If you are implementing a filter, then your goal is to convolve x[n] with h[n] where x[n] is your time domain sequence and h[n] is the coefficients of your filter. At that point, if you want to know the length of h[n], then this would be in the details of the filter design independent of how you go about doing the convolution. 

I highly recommend NOT designing filters by simply taking the IFFT of the frequency response (this is called the "Frequency Sampling" method and results in the worst performance for the same number of taps vs other design methods). This does work if you significantly oversample the frequency response, then truncate and importantly window the resulting time domain impulse response (which to me is then the traditional "window design method", not frequency sampling-- we're just using the FFT to estimate the ideal time domain impulse response free of time domain aliasing for the desired frequency response which we then truncate and window-- that is exactly the "window design method").  

If you want to design a linear phase FIR filter, my go-to approach is to use 'firls' available in Matlab, Octave or Python scipy.signal to get the optimized solution (in the least squares sense).

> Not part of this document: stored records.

//! # Render dispatcher
//!
//! Turns the current graph, weight labels and an algorithm result into a
//! [`Frame`] of draw commands. Frames are replayed onto any [`Canvas`].

pub mod canvas;
pub mod frame;
pub mod palette;
pub mod svg;
pub mod viewport;

use edgeviz_core::{Error, Result, ResultExt, StyleConfig, VisualizerConfig};

use crate::algorithm::{self, Algorithm, AlgorithmResult, LabelEdge};
use crate::layout::{LayoutCache, Positions};
use crate::model::{EdgeGraph, EdgeWeightMap, DEFAULT_WEIGHT};

pub use canvas::{Canvas, Fill, Stroke};
pub use frame::{DrawCommand, Frame, Layer};
pub use svg::{render_svg, write_svg, SvgCanvas};

pub const NO_DATA_TITLE: &str = "Graph Visualization (No Data)";
pub const BASE_TITLE: &str = "Graph Visualization";

/// What to draw on the next redraw.
#[derive(Debug, Clone, PartialEq)]
pub struct RenderRequest {
    /// Algorithm that produced `result`; `None` for a plain redraw.
    pub algorithm: Option<Algorithm>,
    pub result: AlgorithmResult,
    /// Source and target as typed, used for node coloring and the title.
    pub source: String,
    pub target: String,
}

impl RenderRequest {
    /// Redraw the graph without highlights.
    #[must_use]
    pub fn base(source: impl Into<String>, target: impl Into<String>) -> Self {
        Self {
            algorithm: None,
            result: AlgorithmResult::None,
            source: source.into(),
            target: target.into(),
        }
    }

    #[must_use]
    pub fn with_result(
        algorithm: Algorithm,
        result: AlgorithmResult,
        source: impl Into<String>,
        target: impl Into<String>,
    ) -> Self {
        Self {
            algorithm: Some(algorithm),
            result,
            source: source.into(),
            target: target.into(),
        }
    }
}

/// Build the frame for `request`.
///
/// Layout positions come from `layout` and are reused across calls while the
/// node count is unchanged.
#[must_use]
pub fn dispatch(
    graph: &EdgeGraph,
    weights: &EdgeWeightMap,
    layout: &mut LayoutCache,
    request: &RenderRequest,
    config: &VisualizerConfig,
) -> Frame {
    if graph.is_empty() {
        return Frame::new(NO_DATA_TITLE);
    }

    let positions = viewport::normalize(layout.positions_for(graph, &config.layout));
    let mut frame = Frame::new(title_for(graph, request));
    draw_base(&mut frame, graph, weights, &positions, request, &config.style);
    draw_overlay(&mut frame, &positions, &request.result, &config.style);
    frame
}

fn draw_base(
    frame: &mut Frame,
    graph: &EdgeGraph,
    weights: &EdgeWeightMap,
    positions: &Positions,
    request: &RenderRequest,
    style: &StyleConfig,
) {
    for label in graph.nodes() {
        let Some(at) = positions.get(label) else {
            continue;
        };
        let color = if *label == request.target {
            palette::TARGET_NODE
        } else if *label == request.source {
            palette::SOURCE_NODE
        } else {
            palette::NODE
        };
        frame.push(DrawCommand::Node {
            label: label.clone(),
            at: *at,
            fill: Fill {
                color,
                radius: style.node_radius,
                alpha: palette::NODE_ALPHA,
            },
        });
        frame.push(DrawCommand::Label {
            at: *at,
            text: label.clone(),
            size: style.node_font_size,
        });
    }

    let base = Stroke::new(palette::EDGE, style.edge_width, palette::EDGE_ALPHA);
    for (u, v, _) in graph.edges() {
        push_edge(frame, positions, u, v, base);
    }

    for (u, v, weight) in weights.iter() {
        if let (Some(a), Some(b)) = (positions.get(u), positions.get(v)) {
            frame.push(DrawCommand::Label {
                at: a.midpoint(*b),
                text: format_weight(weight),
                size: style.edge_font_size,
            });
        }
    }
}

fn draw_overlay(
    frame: &mut Frame,
    positions: &Positions,
    result: &AlgorithmResult,
    style: &StyleConfig,
) {
    let highlight = |color| Stroke::new(color, style.highlight_width, palette::HIGHLIGHT_ALPHA);
    match result {
        AlgorithmResult::EdgeTraversal(edges) => {
            push_edges(frame, positions, edges, highlight(palette::TRAVERSAL_EDGE));
        }
        AlgorithmResult::Path(nodes) => {
            for label in nodes {
                if let Some(at) = positions.get(label) {
                    frame.push(DrawCommand::Node {
                        label: label.clone(),
                        at: *at,
                        fill: Fill {
                            color: palette::PATH_NODE,
                            radius: style.highlight_node_radius,
                            alpha: 1.0,
                        },
                    });
                }
            }
            push_edges(frame, positions, &result.path_edges(), highlight(palette::PATH_EDGE));
        }
        AlgorithmResult::EdgeSet(edges) => {
            push_edges(frame, positions, edges, highlight(palette::SPANNING_EDGE));
        }
        AlgorithmResult::None => {}
    }
}

fn push_edges(frame: &mut Frame, positions: &Positions, edges: &[LabelEdge], stroke: Stroke) {
    for (u, v) in edges {
        push_edge(frame, positions, u, v, stroke);
    }
}

fn push_edge(frame: &mut Frame, positions: &Positions, u: &str, v: &str, stroke: Stroke) {
    if let (Some(from), Some(to)) = (positions.get(u), positions.get(v)) {
        frame.push(DrawCommand::Edge {
            from: *from,
            to: *to,
            stroke,
        });
    }
}

/// Plot title, with the path length or spanning-tree weight when they can
/// be computed. Failures only drop the annotation.
fn title_for(graph: &EdgeGraph, request: &RenderRequest) -> String {
    let Some(algorithm) = request.algorithm else {
        return BASE_TITLE.to_string();
    };
    let mut title = format!("{BASE_TITLE}: {algorithm} Result");

    match &request.result {
        AlgorithmResult::Path(_) => {
            if let Some(length) =
                algorithm::shortest_path_length(graph, &request.source, &request.target)
                    .ok_or_trace("path length annotation")
            {
                title.push_str(&format!(" (Length: {length:.2})"));
            }
        }
        AlgorithmResult::EdgeSet(edges) => {
            if let Some(total) =
                total_weight(graph, edges).ok_or_trace("total weight annotation")
            {
                title.push_str(&format!(" (Total Weight: {total:.2})"));
            }
        }
        AlgorithmResult::EdgeTraversal(_) | AlgorithmResult::None => {}
    }
    title
}

/// Sum of edge weights, counting unweighted edges as 1.
///
/// # Errors
///
/// Returns [`Error::Unexpected`] if an edge is not in the graph.
pub fn total_weight(graph: &EdgeGraph, edges: &[LabelEdge]) -> Result<f64> {
    edges.iter().try_fold(0.0, |total, (u, v)| {
        let weight = graph
            .weight_between(u, v)
            .ok_or_else(|| Error::Unexpected(format!("edge {u}-{v} is not in the graph")))?;
        Ok(total + weight.unwrap_or(DEFAULT_WEIGHT))
    })
}

/// Weight label text; whole numbers keep one decimal place ("2.0").
#[must_use]
#[allow(clippy::float_cmp)]
pub fn format_weight(weight: f64) -> String {
    if weight.is_finite() && weight.trunc() == weight && weight.abs() < 1e16 {
        format!("{weight:.1}")
    } else {
        weight.to_string()
    }
}

#[cfg(test)]
mod tests {
    #![allow(clippy::unwrap_used)]

    use super::*;
    use crate::parser::parse_into;

    struct Fixture {
        graph: EdgeGraph,
        weights: EdgeWeightMap,
        layout: LayoutCache,
        config: VisualizerConfig,
    }

    impl Fixture {
        fn parse(text: &str) -> Self {
            let mut graph = EdgeGraph::new();
            let mut weights = EdgeWeightMap::new();
            parse_into(text, &mut graph, &mut weights).unwrap();
            Self {
                graph,
                weights,
                layout: LayoutCache::new(),
                config: VisualizerConfig::default(),
            }
        }

        fn draw(&mut self, request: &RenderRequest) -> Frame {
            dispatch(
                &self.graph,
                &self.weights,
                &mut self.layout,
                request,
                &self.config,
            )
        }
    }

    fn colors(frame: &Frame) -> Vec<palette::RgbColor> {
        frame.edges().map(|(_, _, stroke)| stroke.color).collect()
    }

    #[test]
    fn test_empty_graph_frame() {
        let mut fixture = Fixture::parse("");
        let frame = fixture.draw(&RenderRequest::base("", ""));
        assert_eq!(frame.title(), NO_DATA_TITLE);
        assert!(frame.is_blank());
    }

    #[test]
    fn test_base_frame_draws_every_edge_and_weight() {
        let mut fixture = Fixture::parse("A B 1\nB C 2.5\nC D");
        let frame = fixture.draw(&RenderRequest::base("", ""));

        assert_eq!(frame.title(), BASE_TITLE);
        assert_eq!(colors(&frame), vec![palette::EDGE; 3]);
        let edge = frame.edges().next().unwrap().2;
        assert_eq!(edge.width, 1.0);
        assert_eq!(edge.alpha, 0.6);
        let labels: Vec<&str> = frame.labels().collect();
        assert_eq!(labels, ["A", "B", "C", "D", "1.0", "2.5"]);
    }

    #[test]
    fn test_source_and_target_coloring() {
        let mut fixture = Fixture::parse("A B\nB C");
        let frame = fixture.draw(&RenderRequest::base("A", "C"));
        let fills: Vec<(&str, palette::RgbColor)> =
            frame.nodes().map(|(label, fill)| (label, fill.color)).collect();
        assert_eq!(
            fills,
            [
                ("A", palette::SOURCE_NODE),
                ("B", palette::NODE),
                ("C", palette::TARGET_NODE)
            ]
        );
    }

    #[test]
    fn test_unknown_source_is_not_colored() {
        let mut fixture = Fixture::parse("A B");
        let frame = fixture.draw(&RenderRequest::base("Z", ""));
        assert!(frame.nodes().all(|(_, fill)| fill.color == palette::NODE));
    }

    #[test]
    fn test_traversal_overlay() {
        let mut fixture = Fixture::parse("A B\nB C");
        let result = AlgorithmResult::EdgeTraversal(vec![
            ("A".into(), "B".into()),
            ("B".into(), "C".into()),
        ]);
        let frame = fixture.draw(&RenderRequest::with_result(
            Algorithm::Bfs,
            result,
            "A",
            "",
        ));

        assert_eq!(frame.title(), "Graph Visualization: BFS Result");
        let overlay: Vec<Stroke> = frame.edges().skip(2).map(|(_, _, s)| s).collect();
        assert_eq!(overlay.len(), 2);
        assert!(overlay.iter().all(|s| s.color == palette::TRAVERSAL_EDGE));
        assert!(overlay.iter().all(|s| s.width == 2.5));
    }

    #[test]
    fn test_path_overlay_and_length_title() {
        let mut fixture = Fixture::parse("A B 1\nB C 2\nA C 1");
        let result = AlgorithmResult::Path(vec!["A".into(), "C".into()]);
        let frame = fixture.draw(&RenderRequest::with_result(
            Algorithm::Dijkstra,
            result,
            "A",
            "C",
        ));

        assert_eq!(
            frame.title(),
            "Graph Visualization: Dijkstra Result (Length: 1.00)"
        );
        assert_eq!(colors(&frame).last(), Some(&palette::PATH_EDGE));
        let path_nodes: Vec<&str> = frame
            .nodes()
            .filter(|(_, fill)| fill.color == palette::PATH_NODE)
            .map(|(label, _)| label)
            .collect();
        assert_eq!(path_nodes, ["A", "C"]);
        let larger = frame
            .nodes()
            .filter(|(_, fill)| fill.color == palette::PATH_NODE)
            .all(|(_, fill)| fill.radius > fixture.config.style.node_radius);
        assert!(larger);
    }

    #[test]
    fn test_spanning_overlay_and_weight_title() {
        let mut fixture = Fixture::parse("A B 1\nB C 2\nA C 5");
        let result = AlgorithmResult::EdgeSet(vec![
            ("A".into(), "B".into()),
            ("B".into(), "C".into()),
        ]);
        let frame = fixture.draw(&RenderRequest::with_result(
            Algorithm::Kruskal,
            result,
            "",
            "",
        ));
        assert_eq!(
            frame.title(),
            "Graph Visualization: Kruskal Result (Total Weight: 3.00)"
        );
        assert_eq!(
            colors(&frame)
                .iter()
                .filter(|c| **c == palette::SPANNING_EDGE)
                .count(),
            2
        );
    }

    #[test]
    fn test_title_annotation_failure_is_swallowed() {
        let mut fixture = Fixture::parse("A B 1");
        let result = AlgorithmResult::EdgeSet(vec![("A".into(), "Q".into())]);
        let frame = fixture.draw(&RenderRequest::with_result(
            Algorithm::Prim,
            result,
            "A",
            "",
        ));
        assert_eq!(frame.title(), "Graph Visualization: Prim Result");
    }

    #[test]
    fn test_unweighted_edges_count_as_one() {
        let fixture = Fixture::parse("A B\nB C 2");
        let edges = vec![("A".to_string(), "B".to_string()), ("C".into(), "B".into())];
        assert_eq!(total_weight(&fixture.graph, &edges).unwrap(), 3.0);
    }

    #[test]
    fn test_format_weight() {
        assert_eq!(format_weight(2.0), "2.0");
        assert_eq!(format_weight(-3.0), "-3.0");
        assert_eq!(format_weight(2.25), "2.25");
        assert_eq!(format_weight(f64::INFINITY), "inf");
    }

    #[test]
    fn test_layout_reused_between_redraws() {
        let mut fixture = Fixture::parse("A B\nB C");
        let first = fixture.draw(&RenderRequest::base("", ""));
        let second = fixture.draw(&RenderRequest::base("", ""));
        let points = |frame: &Frame| -> Vec<_> { frame.edges().map(|(a, b, _)| (a, b)).collect() };
        assert_eq!(points(&first), points(&second));
    }
}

So to re-iterate, don't do Frequency Sampling (other than the way I described which is not getting N coefficients from an N-point DFT). Don't do Parks-McClellan Equi-ripple. I've never seen either come up with a better filter for the same number of taps for any applications I have ever used.

Below is a YouTube link of my presentation at last year's GNU Radio conference where I explain this in more detail, or even better jump into the "DSP for Wireless Communications" course here at dsprelated.com when it is running next to get the 22 hour but complete explanation including tons of demos in Python, and come out of that as a FIR filter design expert (and have a lot of fun in the process)! 

   

 Regardless of approach, once you get your filter coefficients (h[n]), then if you want to proceed with frequency domain filtering, use the formula I gave in my first answer above to determine N. In all cases N is larger than the length of h. Your other option is to filter using convolution directly ('firls' in Matlab / Octave and Python scipy's signal.)

Sorry I tried to answer that last question in the last paragraph of my answer but perhaps it wasn't clear. If you have a filter that only modifies the magnitude in its frequency response, this means it's phase response is zero and then yes that is a zero phase filter.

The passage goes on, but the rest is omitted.